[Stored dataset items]
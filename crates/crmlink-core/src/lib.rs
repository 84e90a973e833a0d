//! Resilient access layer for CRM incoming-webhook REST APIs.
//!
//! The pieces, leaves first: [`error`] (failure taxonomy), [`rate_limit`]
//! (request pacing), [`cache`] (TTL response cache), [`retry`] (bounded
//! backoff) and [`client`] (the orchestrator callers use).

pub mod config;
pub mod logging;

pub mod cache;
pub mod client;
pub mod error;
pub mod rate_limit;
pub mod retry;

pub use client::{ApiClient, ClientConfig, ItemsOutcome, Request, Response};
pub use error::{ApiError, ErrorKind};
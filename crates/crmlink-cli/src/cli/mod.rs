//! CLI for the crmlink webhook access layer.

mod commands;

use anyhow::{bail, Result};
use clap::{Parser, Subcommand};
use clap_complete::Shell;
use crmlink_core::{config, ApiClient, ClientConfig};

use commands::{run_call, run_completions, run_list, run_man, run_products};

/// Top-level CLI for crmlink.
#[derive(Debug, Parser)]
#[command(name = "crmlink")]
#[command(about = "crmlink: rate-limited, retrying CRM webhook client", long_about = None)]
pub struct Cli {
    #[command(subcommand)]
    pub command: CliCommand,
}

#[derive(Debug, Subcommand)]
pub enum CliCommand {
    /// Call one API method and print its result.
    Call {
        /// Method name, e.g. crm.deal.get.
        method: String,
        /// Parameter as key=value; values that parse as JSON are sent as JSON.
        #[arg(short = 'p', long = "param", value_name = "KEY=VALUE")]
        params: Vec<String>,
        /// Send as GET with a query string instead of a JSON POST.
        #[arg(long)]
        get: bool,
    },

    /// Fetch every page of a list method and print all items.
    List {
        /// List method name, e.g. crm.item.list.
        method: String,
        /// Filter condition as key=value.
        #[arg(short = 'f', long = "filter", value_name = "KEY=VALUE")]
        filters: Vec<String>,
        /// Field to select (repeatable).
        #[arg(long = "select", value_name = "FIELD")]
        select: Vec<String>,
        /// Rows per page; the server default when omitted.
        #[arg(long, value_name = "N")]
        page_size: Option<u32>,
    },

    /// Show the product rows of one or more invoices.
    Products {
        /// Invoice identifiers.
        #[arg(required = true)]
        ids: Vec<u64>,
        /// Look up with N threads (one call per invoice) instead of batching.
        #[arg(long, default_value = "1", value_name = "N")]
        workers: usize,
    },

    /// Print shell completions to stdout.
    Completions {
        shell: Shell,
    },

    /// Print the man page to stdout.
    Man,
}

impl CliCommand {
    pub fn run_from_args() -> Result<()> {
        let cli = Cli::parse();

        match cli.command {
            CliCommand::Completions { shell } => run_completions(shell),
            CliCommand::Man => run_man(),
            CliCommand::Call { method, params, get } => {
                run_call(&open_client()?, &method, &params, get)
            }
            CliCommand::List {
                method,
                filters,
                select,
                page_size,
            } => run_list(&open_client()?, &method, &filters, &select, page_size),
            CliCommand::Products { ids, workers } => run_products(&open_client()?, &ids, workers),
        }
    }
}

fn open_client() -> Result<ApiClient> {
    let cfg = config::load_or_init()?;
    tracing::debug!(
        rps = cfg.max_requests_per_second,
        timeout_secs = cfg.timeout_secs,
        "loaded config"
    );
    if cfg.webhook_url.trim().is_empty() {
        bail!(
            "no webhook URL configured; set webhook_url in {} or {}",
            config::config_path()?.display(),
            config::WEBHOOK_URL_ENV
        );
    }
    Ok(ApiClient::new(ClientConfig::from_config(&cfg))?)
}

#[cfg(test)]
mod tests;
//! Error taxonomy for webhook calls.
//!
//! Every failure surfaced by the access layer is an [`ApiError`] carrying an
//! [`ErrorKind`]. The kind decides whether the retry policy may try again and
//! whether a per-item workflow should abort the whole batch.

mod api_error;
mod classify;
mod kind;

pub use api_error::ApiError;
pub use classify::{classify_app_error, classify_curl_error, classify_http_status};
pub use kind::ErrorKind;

---

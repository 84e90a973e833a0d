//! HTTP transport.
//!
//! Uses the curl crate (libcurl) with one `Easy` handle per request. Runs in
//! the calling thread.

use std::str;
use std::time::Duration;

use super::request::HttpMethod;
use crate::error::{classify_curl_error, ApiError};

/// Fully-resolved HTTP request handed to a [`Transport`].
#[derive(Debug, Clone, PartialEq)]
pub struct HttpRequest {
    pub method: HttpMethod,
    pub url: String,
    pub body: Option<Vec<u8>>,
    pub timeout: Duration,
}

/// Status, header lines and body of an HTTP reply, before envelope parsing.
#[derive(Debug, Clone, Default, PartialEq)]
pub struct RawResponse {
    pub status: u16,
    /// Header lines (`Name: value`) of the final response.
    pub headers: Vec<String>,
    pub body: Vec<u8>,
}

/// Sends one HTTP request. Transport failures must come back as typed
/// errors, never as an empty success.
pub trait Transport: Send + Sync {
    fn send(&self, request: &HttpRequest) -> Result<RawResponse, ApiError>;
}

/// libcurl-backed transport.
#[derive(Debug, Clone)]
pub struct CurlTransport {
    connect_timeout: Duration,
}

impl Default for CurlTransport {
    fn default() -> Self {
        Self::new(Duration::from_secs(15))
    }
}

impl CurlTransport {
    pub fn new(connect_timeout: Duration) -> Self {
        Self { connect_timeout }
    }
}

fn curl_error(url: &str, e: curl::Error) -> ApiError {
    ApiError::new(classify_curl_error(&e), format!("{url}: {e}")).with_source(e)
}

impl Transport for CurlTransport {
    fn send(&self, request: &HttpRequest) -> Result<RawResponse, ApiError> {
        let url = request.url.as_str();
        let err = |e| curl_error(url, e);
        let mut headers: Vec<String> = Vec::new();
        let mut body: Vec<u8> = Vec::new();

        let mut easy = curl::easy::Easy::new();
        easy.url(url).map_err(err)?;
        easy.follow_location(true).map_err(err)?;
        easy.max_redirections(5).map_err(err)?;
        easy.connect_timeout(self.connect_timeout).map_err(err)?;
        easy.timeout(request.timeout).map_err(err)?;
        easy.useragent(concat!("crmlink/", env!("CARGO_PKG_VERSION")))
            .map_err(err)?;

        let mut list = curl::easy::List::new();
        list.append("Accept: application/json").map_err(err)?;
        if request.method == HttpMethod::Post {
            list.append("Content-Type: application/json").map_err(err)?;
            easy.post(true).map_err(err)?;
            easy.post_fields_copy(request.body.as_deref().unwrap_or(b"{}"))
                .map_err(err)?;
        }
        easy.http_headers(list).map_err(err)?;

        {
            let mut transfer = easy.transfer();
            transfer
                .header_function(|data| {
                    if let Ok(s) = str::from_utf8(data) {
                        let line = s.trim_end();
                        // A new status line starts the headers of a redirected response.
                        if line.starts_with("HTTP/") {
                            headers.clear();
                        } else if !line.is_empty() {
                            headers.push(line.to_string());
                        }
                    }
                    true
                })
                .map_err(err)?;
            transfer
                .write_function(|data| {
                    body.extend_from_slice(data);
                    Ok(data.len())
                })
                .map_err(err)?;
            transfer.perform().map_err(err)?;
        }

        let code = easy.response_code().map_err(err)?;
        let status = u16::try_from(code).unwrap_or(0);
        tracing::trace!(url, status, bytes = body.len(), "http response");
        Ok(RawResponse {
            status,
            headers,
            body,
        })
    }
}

* * *

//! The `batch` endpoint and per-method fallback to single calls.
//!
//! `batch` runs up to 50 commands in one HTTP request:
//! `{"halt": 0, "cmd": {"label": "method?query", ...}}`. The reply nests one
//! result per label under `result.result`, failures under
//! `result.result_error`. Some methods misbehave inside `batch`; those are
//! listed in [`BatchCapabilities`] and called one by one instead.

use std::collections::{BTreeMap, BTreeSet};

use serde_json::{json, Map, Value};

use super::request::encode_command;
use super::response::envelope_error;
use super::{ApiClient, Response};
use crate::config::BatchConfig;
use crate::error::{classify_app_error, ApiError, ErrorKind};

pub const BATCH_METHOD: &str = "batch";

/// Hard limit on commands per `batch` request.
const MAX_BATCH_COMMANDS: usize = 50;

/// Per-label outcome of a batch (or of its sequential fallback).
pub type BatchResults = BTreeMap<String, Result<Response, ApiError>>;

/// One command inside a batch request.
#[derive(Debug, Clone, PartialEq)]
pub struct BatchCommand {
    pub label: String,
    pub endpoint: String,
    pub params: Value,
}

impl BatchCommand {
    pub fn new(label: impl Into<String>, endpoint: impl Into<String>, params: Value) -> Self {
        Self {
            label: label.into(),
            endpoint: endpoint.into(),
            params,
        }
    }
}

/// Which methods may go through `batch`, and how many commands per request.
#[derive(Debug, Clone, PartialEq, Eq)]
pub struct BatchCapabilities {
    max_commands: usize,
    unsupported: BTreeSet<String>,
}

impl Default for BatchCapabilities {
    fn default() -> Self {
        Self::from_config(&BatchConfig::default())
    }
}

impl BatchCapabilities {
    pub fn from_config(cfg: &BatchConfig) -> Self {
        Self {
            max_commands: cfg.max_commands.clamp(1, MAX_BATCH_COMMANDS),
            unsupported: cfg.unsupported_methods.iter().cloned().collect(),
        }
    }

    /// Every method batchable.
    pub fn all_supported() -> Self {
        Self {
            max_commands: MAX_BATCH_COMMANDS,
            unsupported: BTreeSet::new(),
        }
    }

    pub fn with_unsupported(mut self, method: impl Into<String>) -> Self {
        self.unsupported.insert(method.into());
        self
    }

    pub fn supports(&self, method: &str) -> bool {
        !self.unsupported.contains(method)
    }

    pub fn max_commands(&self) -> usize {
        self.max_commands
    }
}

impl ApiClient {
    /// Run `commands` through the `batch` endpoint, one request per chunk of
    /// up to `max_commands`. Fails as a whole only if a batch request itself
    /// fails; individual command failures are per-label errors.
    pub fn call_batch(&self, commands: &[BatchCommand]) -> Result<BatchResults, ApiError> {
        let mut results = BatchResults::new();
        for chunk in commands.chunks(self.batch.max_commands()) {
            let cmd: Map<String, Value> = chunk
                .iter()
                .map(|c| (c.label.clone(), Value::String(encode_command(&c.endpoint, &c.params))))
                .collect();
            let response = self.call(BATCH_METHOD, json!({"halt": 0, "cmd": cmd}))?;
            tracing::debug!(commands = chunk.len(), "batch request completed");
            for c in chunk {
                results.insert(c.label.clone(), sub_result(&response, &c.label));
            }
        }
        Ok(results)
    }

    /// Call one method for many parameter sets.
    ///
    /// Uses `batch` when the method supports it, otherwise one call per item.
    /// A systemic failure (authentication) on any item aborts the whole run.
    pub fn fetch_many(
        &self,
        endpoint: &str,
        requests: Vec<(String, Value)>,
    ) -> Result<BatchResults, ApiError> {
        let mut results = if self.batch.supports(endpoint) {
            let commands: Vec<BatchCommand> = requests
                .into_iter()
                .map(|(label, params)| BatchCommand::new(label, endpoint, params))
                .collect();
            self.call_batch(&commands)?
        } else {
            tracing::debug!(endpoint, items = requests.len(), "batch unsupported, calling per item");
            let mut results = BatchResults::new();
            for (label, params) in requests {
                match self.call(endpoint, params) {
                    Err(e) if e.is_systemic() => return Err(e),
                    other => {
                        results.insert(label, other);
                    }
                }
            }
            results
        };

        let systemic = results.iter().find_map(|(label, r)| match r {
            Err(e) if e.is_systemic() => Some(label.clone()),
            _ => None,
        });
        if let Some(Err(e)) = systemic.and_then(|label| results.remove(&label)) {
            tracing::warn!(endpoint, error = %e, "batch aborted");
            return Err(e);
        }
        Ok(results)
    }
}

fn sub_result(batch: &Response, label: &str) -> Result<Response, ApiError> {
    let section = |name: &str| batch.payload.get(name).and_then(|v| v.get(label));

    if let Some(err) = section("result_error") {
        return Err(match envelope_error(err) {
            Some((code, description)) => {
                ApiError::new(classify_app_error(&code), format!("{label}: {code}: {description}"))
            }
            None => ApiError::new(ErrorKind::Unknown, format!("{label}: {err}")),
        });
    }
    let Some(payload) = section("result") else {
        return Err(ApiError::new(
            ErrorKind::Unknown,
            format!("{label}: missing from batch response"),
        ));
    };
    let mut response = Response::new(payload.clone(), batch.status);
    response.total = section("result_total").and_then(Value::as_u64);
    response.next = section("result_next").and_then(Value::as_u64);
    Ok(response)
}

Description of the task >> Gather each line in the entries above where the string "BatchResults" is found.

Your solution >>
pub type BatchResults = BTreeMap<String, Result<Response, ApiError>>;
    pub fn call_batch(&self, commands: &[BatchCommand]) -> Result<BatchResults, ApiError> {
        let mut results = BatchResults::new();
    ) -> Result<BatchResults, ApiError> {
            let mut results = BatchResults::new();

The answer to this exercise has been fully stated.